World Health Organization on Processed Meat/Cancer Link After ‘Bacon-gate’
Bacons and hotdogs have been on headlines for several days after being proclaimed as cancer causing foods. The World Health Organization (WHO) has released a statement categorizing processed meat as human carcinogen. This classification is the same with other cancer causing substances as tobacco and asbestos.
WHO emphasized the report from IACR (International Agency of Cancer Research) last week. It said, “does not ask people to stop eating processed meats”; rather, it indicated “that reducing consumption of these products can reduce the risk of colorectal cancer.”
Furthermore, WHO goes online for a question-and-answer document. It also made a tweet concerning the facts presented about cancer causing processed meats. However, 4 days before the tweets had been made, on Twitter, hashtag #JeSuisBacon had been trending and made great buzz on many headlines after IACR published the report.
To clarify, WHO pointed in a Q&A document such substances are not all equally dangerous even though processed meats are categorized as human carcinogens.
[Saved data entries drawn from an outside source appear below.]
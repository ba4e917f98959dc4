//! Compiler configuration handed to the language server's compilation unit

use crate::{Classpath, LibraryFolder, Result};
use serde::Serialize;

/// Imports added to every compiled script.
#[derive(Debug, Clone, Default, PartialEq, Eq, Serialize)]
pub struct ImportCustomizer {
    /// Fully qualified class imports.
    pub imports: Vec<String>,
    /// Package star imports, without the trailing `.*`.
    pub star_imports: Vec<String>,
}

impl ImportCustomizer {
    pub fn new() -> Self {
        Self::default()
    }

    pub fn add_import(mut self, class_name: impl Into<String>) -> Self {
        self.imports.push(class_name.into());
        self
    }

    pub fn add_star_import(mut self, package: impl Into<String>) -> Self {
        self.star_imports.push(package.into());
        self
    }

    /// Imports for Camel K integration scripts.
    pub fn camel_k() -> Self {
        Self::new()
            .add_import("org.apache.camel.k.loader.groovy.dsl.IntegrationConfiguration")
            .add_star_import("org.apache.camel")
            .add_star_import("org.apache.camel.spi")
    }
}

/// Settings for one compilation unit.
#[derive(Debug, Clone, PartialEq, Eq, Serialize)]
pub struct CompilerConfig {
    pub debug: bool,
    pub verbose: bool,
    pub classpath: Classpath,
    pub import_customizers: Vec<ImportCustomizer>,
    #[serde(skip_serializing_if = "Option::is_none")]
    pub script_base_class: Option<String>,
}

impl CompilerConfig {
    /// Debug and verbose output on, no customizers, no script base class.
    pub fn new(classpath: Classpath) -> Self {
        Self {
            debug: true,
            verbose: true,
            classpath,
            import_customizers: Vec::new(),
            script_base_class: None,
        }
    }

    /// Configuration for workspace scripts: the library folder's jars on the
    /// classpath plus the Camel K imports.
    pub fn customizable(library: Option<&LibraryFolder>) -> Result<Self> {
        let classpath = Classpath::from_folder(library)?;
        Ok(Self::new(classpath).with_import_customizer(ImportCustomizer::camel_k()))
    }

    pub fn with_import_customizer(mut self, customizer: ImportCustomizer) -> Self {
        self.import_customizers.push(customizer);
        self
    }

    pub fn with_script_base_class(mut self, class_name: impl Into<String>) -> Self {
        self.script_base_class = Some(class_name.into());
        self
    }

    /// Every class import across all customizers, in order.
    pub fn imports(&self) -> impl Iterator<Item = &str> {
        self.import_customizers
            .iter()
            .flat_map(|c| c.imports.iter().map(String::as_str))
    }

    /// Every star import across all customizers, in order.
    pub fn star_imports(&self) -> impl Iterator<Item = &str> {
        self.import_customizers
            .iter()
            .flat_map(|c| c.star_imports.iter().map(String::as_str))
    }
}
//! Editor buffers and the set of paths changed since the last build

use std::collections::{HashMap, HashSet};
use std::path::{Path, PathBuf};

/// Tracks open editor buffers and which paths changed.
///
/// Opening, editing and closing a buffer all mark its path changed. The
/// caller clears the changed set with [`FileContentsTracker::reset_changed`]
/// once a compilation unit has been rebuilt.
#[derive(Debug, Clone, Default)]
pub struct FileContentsTracker {
    open: HashMap<PathBuf, String>,
    changed: HashSet<PathBuf>,
}

impl FileContentsTracker {
    pub fn new() -> Self {
        Self::default()
    }

    pub fn did_open(&mut self, path: impl Into<PathBuf>, text: impl Into<String>) {
        let path = path.into();
        self.open.insert(path.clone(), text.into());
        self.changed.insert(path);
    }

    /// Replace the full text of a buffer. Opens it if it was not open.
    pub fn did_change(&mut self, path: impl Into<PathBuf>, text: impl Into<String>) {
        self.did_open(path, text);
    }

    pub fn did_close(&mut self, path: &Path) {
        self.open.remove(path);
        self.changed.insert(path.to_path_buf());
    }

    /// Mark a path changed without touching buffers, e.g. after the file
    /// was modified or deleted on disk.
    pub fn mark_changed(&mut self, path: impl Into<PathBuf>) {
        self.changed.insert(path.into());
    }

    pub fn is_open(&self, path: &Path) -> bool {
        self.open.contains_key(path)
    }

    pub fn contents(&self, path: &Path) -> Option<&str> {
        self.open.get(path).map(String::as_str)
    }

    /// Open buffer paths, sorted.
    pub fn open_paths(&self) -> Vec<&Path> {
        let mut paths: Vec<&Path> = self.open.keys().map(PathBuf::as_path).collect();
        paths.sort();
        paths
    }

    pub fn changed_paths(&self) -> &HashSet<PathBuf> {
        &self.changed
    }

    pub fn is_changed(&self, path: &Path) -> bool {
        self.changed.contains(path)
    }

    pub fn reset_changed(&mut self) {
        self.changed.clear();
    }
}

#[cfg(test)]
mod tests {
    use super::*;

    #[test]
    fn open_change_close_mark_paths_changed() {
        let mut tracker = FileContentsTracker::new();
        let a = Path::new("/ws/a.groovy");
        let b = Path::new("/ws/b.groovy");

        tracker.did_open(a, "println 'a'");
        assert!(tracker.is_open(a));
        assert!(tracker.is_changed(a));

        tracker.reset_changed();
        assert!(!tracker.is_changed(a));

        tracker.did_change(a, "println 'a2'");
        assert_eq!(tracker.contents(a), Some("println 'a2'"));
        assert!(tracker.is_changed(a));

        tracker.did_close(a);
        assert!(!tracker.is_open(a));
        assert!(tracker.contents(a).is_none());
        assert!(tracker.is_changed(a));

        tracker.mark_changed(b);
        assert!(!tracker.is_open(b));
        assert_eq!(tracker.changed_paths().len(), 2);
    }

    #[test]
    fn open_paths_are_sorted() {
        let mut tracker = FileContentsTracker::new();
        tracker.did_open("/ws/z.groovy", "");
        tracker.did_open("/ws/a.groovy", "");
        tracker.did_open("/ws/m/b.groovy", "");

        assert_eq!(
            tracker.open_paths(),
            vec![
                Path::new("/ws/a.groovy"),
                Path::new("/ws/m/b.groovy"),
                Path::new("/ws/z.groovy")
            ]
        );
    }
}
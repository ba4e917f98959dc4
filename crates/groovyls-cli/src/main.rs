//! Groovy classpath CLI
//!
//! Shows which additional libraries folder the Groovy language server will
//! pick up from editor settings, and what that contributes.

mod cli;
mod commands;
mod context;
mod error;

use clap::{CommandFactory, Parser};
use colored::Colorize;
use tracing::Level;
use tracing_subscriber::{EnvFilter, FmtSubscriber};

use cli::{Cli, Commands};
use context::Context;
use error::Result;

fn main() {
    if let Err(e) = run() {
        eprintln!("{}: {}", "error".red().bold(), e);
        std::process::exit(1);
    }
}

fn run() -> Result<()> {
    let cli = Cli::parse();
    init_tracing(cli.verbose);

    match cli.command.clone() {
        Some(cmd) => execute_command(&cli, cmd),
        None => {
            // No command provided - show help hint
            println!("{} Groovy classpath CLI", "groovy-classpath".green().bold());
            println!();
            println!(
                "Run {} for available commands.",
                "groovy-classpath --help".cyan()
            );
            Ok(())
        }
    }
}

/// Logs go to stderr so `--json` output stays clean.
fn init_tracing(verbose: bool) {
    if verbose {
        let subscriber = FmtSubscriber::builder()
            .with_max_level(Level::DEBUG)
            .with_target(true)
            .with_writer(std::io::stderr)
            .finish();
        tracing::subscriber::set_global_default(subscriber)
            .expect("Failed to set tracing subscriber");
        tracing::debug!("Verbose mode enabled");
    } else {
        let filter = EnvFilter::try_from_default_env().unwrap_or_else(|_| EnvFilter::new("warn"));
        let _ = tracing_subscriber::fmt()
            .with_env_filter(filter)
            .with_writer(std::io::stderr)
            .try_init();
    }
}

fn execute_command(cli: &Cli, cmd: Commands) -> Result<()> {
    match cmd {
        Commands::Resolve { json } => commands::run_resolve(&Context::from_cli(cli)?, json),
        Commands::Check => commands::run_check(&Context::from_cli(cli)?),
        Commands::Classpath { json, lines } => {
            commands::run_classpath(&Context::from_cli(cli)?, json, lines)
        }
        Commands::Sources { json } => commands::run_sources(&Context::from_cli(cli)?, json),
        Commands::Completions { shell } => {
            clap_complete::generate(
                shell,
                &mut Cli::command(),
                "groovy-classpath",
                &mut std::io::stdout(),
            );
            Ok(())
        }
    }
}
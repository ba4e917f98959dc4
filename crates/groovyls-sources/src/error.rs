//! Error types for groovyls-sources

use std::path::PathBuf;

/// Result type for source operations
pub type Result<T> = std::result::Result<T, Error>;

/// Errors that can occur while building compilation units
#[derive(Debug, thiserror::Error)]
pub enum Error {
    #[error(transparent)]
    Classpath(#[from] groovyls_classpath::Error),

    #[error("I/O error at {path}: {source}")]
    Io {
        path: PathBuf,
        #[source]
        source: std::io::Error,
    },
}

impl Error {
    pub fn io(path: impl Into<PathBuf>, source: std::io::Error) -> Self {
        Self::Io {
            path: path.into(),
            source,
        }
    }
}
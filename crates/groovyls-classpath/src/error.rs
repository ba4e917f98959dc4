//! Error types for groovyls-classpath

use std::path::PathBuf;

/// Result type for classpath operations
pub type Result<T> = std::result::Result<T, Error>;

/// Errors that can occur while assembling a classpath
#[derive(Debug, thiserror::Error)]
pub enum Error {
    #[error("I/O error at {path}: {source}")]
    Io {
        path: PathBuf,
        #[source]
        source: std::io::Error,
    },

    #[error("Classpath entry {entry} cannot be joined: {message}")]
    InvalidEntry { entry: PathBuf, message: String },
}

impl Error {
    pub fn io(path: impl Into<PathBuf>, source: std::io::Error) -> Self {
        Self::Io {
            path: path.into(),
            source,
        }
    }
}
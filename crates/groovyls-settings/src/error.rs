//! Error types for groovyls-settings

use std::path::PathBuf;

/// Result type for settings operations
pub type Result<T> = std::result::Result<T, Error>;

/// Errors that can occur while loading settings
#[derive(Debug, thiserror::Error)]
pub enum Error {
    #[error("I/O error at {path}: {source}")]
    Io {
        path: PathBuf,
        #[source]
        source: std::io::Error,
    },

    #[error("Failed to parse {format} settings at {path}: {message}")]
    Parse {
        path: PathBuf,
        format: String,
        message: String,
    },

    #[error("Unsupported settings format: {extension}")]
    UnsupportedFormat { extension: String },

    #[error("Settings document at {path} is not an object")]
    NotAnObject { path: PathBuf },
}

impl Error {
    pub fn io(path: impl Into<PathBuf>, source: std::io::Error) -> Self {
        Self::Io {
            path: path.into(),
            source,
        }
    }
}
//! Reduce vault URIs to registrable root domains.
//!
//! The suffix knowledge is a short hardcoded list of multi-part public
//! suffixes, not the full Public Suffix List. It sits behind
//! [`SuffixTable`] so a fuller dataset can be plugged in without changing
//! [`normalize_with`]. Whatever the table, strings that cannot be reduced
//! come back as themselves (lowercased) or empty, never as an error.

use std::collections::HashSet;
use std::fs;
use std::io;
use std::net::Ipv4Addr;
use std::path::Path;
use url::{Host, Url, quirks};

/// Multi-part public suffixes known out of the box.
pub const BUILTIN_MULTI_PART_SUFFIXES: &[&str] = &[
    "co.uk", "org.uk", "ac.uk", "gov.uk", "com.au", "co.jp", "com.br",
];

/// Answers whether a dotted suffix is a public suffix spanning several labels.
pub trait SuffixTable {
    fn is_multi_part_suffix(&self, suffix: &str) -> bool;
}

/// The built-in table.
#[derive(Debug, Clone, Copy, Default)]
pub struct BuiltinSuffixes;

impl SuffixTable for BuiltinSuffixes {
    fn is_multi_part_suffix(&self, suffix: &str) -> bool {
        BUILTIN_MULTI_PART_SUFFIXES.contains(&suffix)
    }
}

/// The built-in table plus user-supplied suffixes.
#[derive(Debug, Clone)]
pub struct MultiPartSuffixes {
    suffixes: HashSet<String>,
}

impl Default for MultiPartSuffixes {
    fn default() -> Self {
        Self {
            suffixes: BUILTIN_MULTI_PART_SUFFIXES
                .iter()
                .map(|s| s.to_string())
                .collect(),
        }
    }
}

impl MultiPartSuffixes {
    /// Add suffixes from text with one suffix per line. Blank lines and
    /// `//` or `#` comments are ignored. Returns how many were new.
    pub fn extend_from_str(&mut self, content: &str) -> usize {
        content
            .lines()
            .map(str::trim)
            .filter(|line| !line.is_empty() && !line.starts_with("//") && !line.starts_with('#'))
            .map(|line| line.trim_start_matches('.').to_lowercase())
            .filter(|suffix| suffix.contains('.'))
            .filter(|suffix| self.suffixes.insert(suffix.clone()))
            .count()
    }

    pub fn extend_from_file(&mut self, path: &Path) -> io::Result<usize> {
        let content = fs::read_to_string(path)?;
        Ok(self.extend_from_str(&content))
    }

    pub fn len(&self) -> usize {
        self.suffixes.len()
    }

    pub fn is_empty(&self) -> bool {
        self.suffixes.is_empty()
    }
}

impl SuffixTable for MultiPartSuffixes {
    fn is_multi_part_suffix(&self, suffix: &str) -> bool {
        self.suffixes.contains(suffix)
    }
}

/// Host text of a URI the URL parser rejects (spaces, bad ports and the
/// like): everything between the scheme and the path, minus userinfo and
/// port.
fn lenient_host(uri: &str) -> String {
    let rest = uri.split_once("://").map_or(uri, |(_, rest)| rest);
    let authority = rest.split(['/', '?', '#']).next().unwrap_or_default();
    let host_port = authority.rsplit_once('@').map_or(authority, |(_, host)| host);

    let host = if host_port.starts_with('[') {
        match host_port.find(']') {
            Some(end) => &host_port[..=end],
            None => host_port,
        }
    } else {
        host_port.split(':').next().unwrap_or_default()
    };

    host.trim().to_string()
}

/// Normalize with the built-in suffix table.
pub fn normalize(raw: &str) -> String {
    normalize_with(raw, &BuiltinSuffixes)
}

/// Reduce a raw URI or host to its root domain, e.g.
/// `https://login.example.co.uk/x` to `example.co.uk`.
///
/// Returns an empty string for empty input, email addresses and URIs with
/// an empty host. Text the URL parser rejects is reduced by hand, so a bare
/// word comes back as itself. Internationalized hosts stay in Unicode.
pub fn normalize_with(raw: &str, suffixes: &dyn SuffixTable) -> String {
    let s = raw.trim().to_lowercase();
    if s.is_empty() {
        return String::new();
    }

    let has_scheme = s.contains("://");
    if s.contains('@') && !has_scheme {
        return String::new();
    }

    let with_scheme = if has_scheme {
        s
    } else {
        format!("https://{}", s)
    };

    let host = match Url::parse(&with_scheme).ok().and_then(|u| u.host().map(|h| h.to_owned())) {
        Some(Host::Domain(domain)) => quirks::domain_to_unicode(&domain),
        Some(Host::Ipv4(ip)) => return ip.to_string(),
        Some(Host::Ipv6(ip)) => return format!("[{}]", ip),
        None => lenient_host(&with_scheme),
    };
    if host.is_empty() || host.parse::<Ipv4Addr>().is_ok() || host.starts_with('[') {
        return host;
    }

    let host = host.trim_end_matches('.');
    let host = host
        .strip_prefix("www.")
        .or_else(|| host.strip_prefix("m."))
        .unwrap_or(host);

    let labels: Vec<&str> = host.split('.').collect();
    if labels.len() < 2 {
        return host.to_string();
    }

    let tail = |n: usize| labels[labels.len() - n..].join(".");

    if labels.len() >= 3 && suffixes.is_multi_part_suffix(&tail(2)) {
        return tail(3);
    }
    if labels.len() >= 4 && suffixes.is_multi_part_suffix(&tail(3)) {
        return tail(4);
    }

    tail(2)
}
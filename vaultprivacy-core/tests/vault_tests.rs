// Tests for vault export parsing

use serde_json::json;
use std::io::Write;
use tempfile::{Builder, NamedTempFile};
use vaultprivacy_core::{MultiPartSuffixes, VaultError, extract_domains, extract_domains_with, extract_uris};

fn json_vault(body: serde_json::Value) -> NamedTempFile {
    let mut file = Builder::new().suffix(".json").tempfile().unwrap();
    write!(file, "{}", body).unwrap();
    file
}

fn vault_with_uris(uris: &[&[&str]]) -> NamedTempFile {
    let items: Vec<serde_json::Value> = uris
        .iter()
        .map(|item| {
            json!({
                "type": 1,
                "login": {"uris": item.iter().map(|uri| json!({"match": null, "uri": uri})).collect::<Vec<_>>()}
            })
        })
        .collect();
    json_vault(json!({"encrypted": false, "folders": [], "items": items}))
}

#[test]
fn test_extract_domains_json() {
    let vault = vault_with_uris(&[&["https://example.com", "https://test.org"]]);
    let domains = extract_domains(vault.path()).unwrap();

    assert_eq!(domains, vec!["example.com", "test.org"]);
}

#[test]
fn test_extract_domains_empty_vault() {
    let vault = json_vault(json!({"encrypted": false, "folders": [], "items": []}));
    assert!(extract_domains(vault.path()).unwrap().is_empty());
}

#[test]
fn test_shared_url_across_items_appears_once() {
    let vault = vault_with_uris(&[&["https://example.com"], &["https://example.com"]]);
    assert_eq!(extract_domains(vault.path()).unwrap(), vec!["example.com"]);
}

#[test]
fn test_different_urls_same_root_appear_once() {
    let vault = vault_with_uris(&[
        &["https://accounts.google.com/login"],
        &["https://github.com", "mail.google.com"],
        &["user@example.com", "  "],
    ]);

    assert_eq!(extract_domains(vault.path()).unwrap(), vec!["google.com", "github.com"]);

    let raw = extract_uris(vault.path()).unwrap();
    assert_eq!(raw.len(), 4);
}

#[test]
fn test_custom_suffixes_apply_during_extraction() {
    let vault = vault_with_uris(&[&["https://shop.store.co.nz"]]);

    assert_eq!(extract_domains(vault.path()).unwrap(), vec!["co.nz"]);

    let mut suffixes = MultiPartSuffixes::default();
    suffixes.extend_from_str("co.nz\n");
    assert_eq!(
        extract_domains_with(vault.path(), &suffixes).unwrap(),
        vec!["store.co.nz"]
    );
}

#[test]
fn test_extract_domains_csv() {
    let mut file = Builder::new().suffix(".csv").tempfile().unwrap();
    writeln!(file, "folder,favorite,type,name,notes,fields,reprompt,login_uri,login_username,login_password,login_totp").unwrap();
    writeln!(file, ",,login,GitHub,,,0,https://github.com/login,me,pw,").unwrap();
    writeln!(file, ",,login,Bank,,,0,\"https://www.bank.co.uk,https://m.github.com\",me,pw,").unwrap();

    assert_eq!(
        extract_domains(file.path()).unwrap(),
        vec!["github.com", "bank.co.uk"]
    );
}

#[test]
fn test_missing_file_is_an_error() {
    let result = extract_domains(std::path::Path::new("/definitely/not/here.json"));
    assert!(matches!(result, Err(VaultError::Io { .. })));
}

#[test]
fn test_invalid_json_is_an_error() {
    let mut file = Builder::new().suffix(".json").tempfile().unwrap();
    write!(file, "{{\"items\": [").unwrap();

    assert!(matches!(extract_domains(file.path()), Err(VaultError::Json(_))));
}

#[test]
fn test_unsupported_extension_is_an_error() {
    let file = Builder::new().suffix(".txt").tempfile().unwrap();
    assert!(matches!(
        extract_domains(file.path()),
        Err(VaultError::UnsupportedFormat(_))
    ));
}

#[test]
fn test_top_level_array_is_an_error() {
    let file = json_vault(json!([
        {"login": {"uris": [{"uri": "https://example.com"}]}}
    ]));

    assert!(matches!(
        extract_domains(file.path()),
        Err(VaultError::InvalidStructure(_))
    ));
}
WHO stated in an addition, “The IARC classifications describe the strength of the scientific evidence about an agent being a cause of cancer, rather than assessing the level of risk.”
This just means that hot dogs and cigarettes have different risks, which lead confusion on the issue to what is known today as “Bacon-gate.”
An independent academic research organization Global Burden of Disease Project released a statement saying that throughout the world about 34,000 death tolls per year are caused from cancer, these are attributable from processed meat, and red meat caused 50,000 cancer deaths in an annual record worldwide.
The WHO said that on the other hand, cigarette smoking kills about 1 million persons per year globally and alcohol consumption 600,000 and about 200,000 died due to air pollution in a year.
Also, WHO reiterated the estimates which was presented by IACR saying that “that every 50-g portion of processed meat eaten daily increases the risk for colorectal cancer by about 18%, and that 100 g of red meat could increase the risk for colorectal cancer by 18%.”
In a scienceblog, Cancer Research UK (CRUK) used UK population data in the research to give some absolute numbers. The research thereby showed that in UK colorectal cancer affects about 61 out of 1000 people. Accordingly, the lesser intake of processed meat, mean lower risk of acquiring cancer diseases. In a case of 1000 people, 56 cases of cancer are found out from the lower processed meat intake group. On the other hand, 66 cases of cancer cases out of 1000 people for high process meat intake.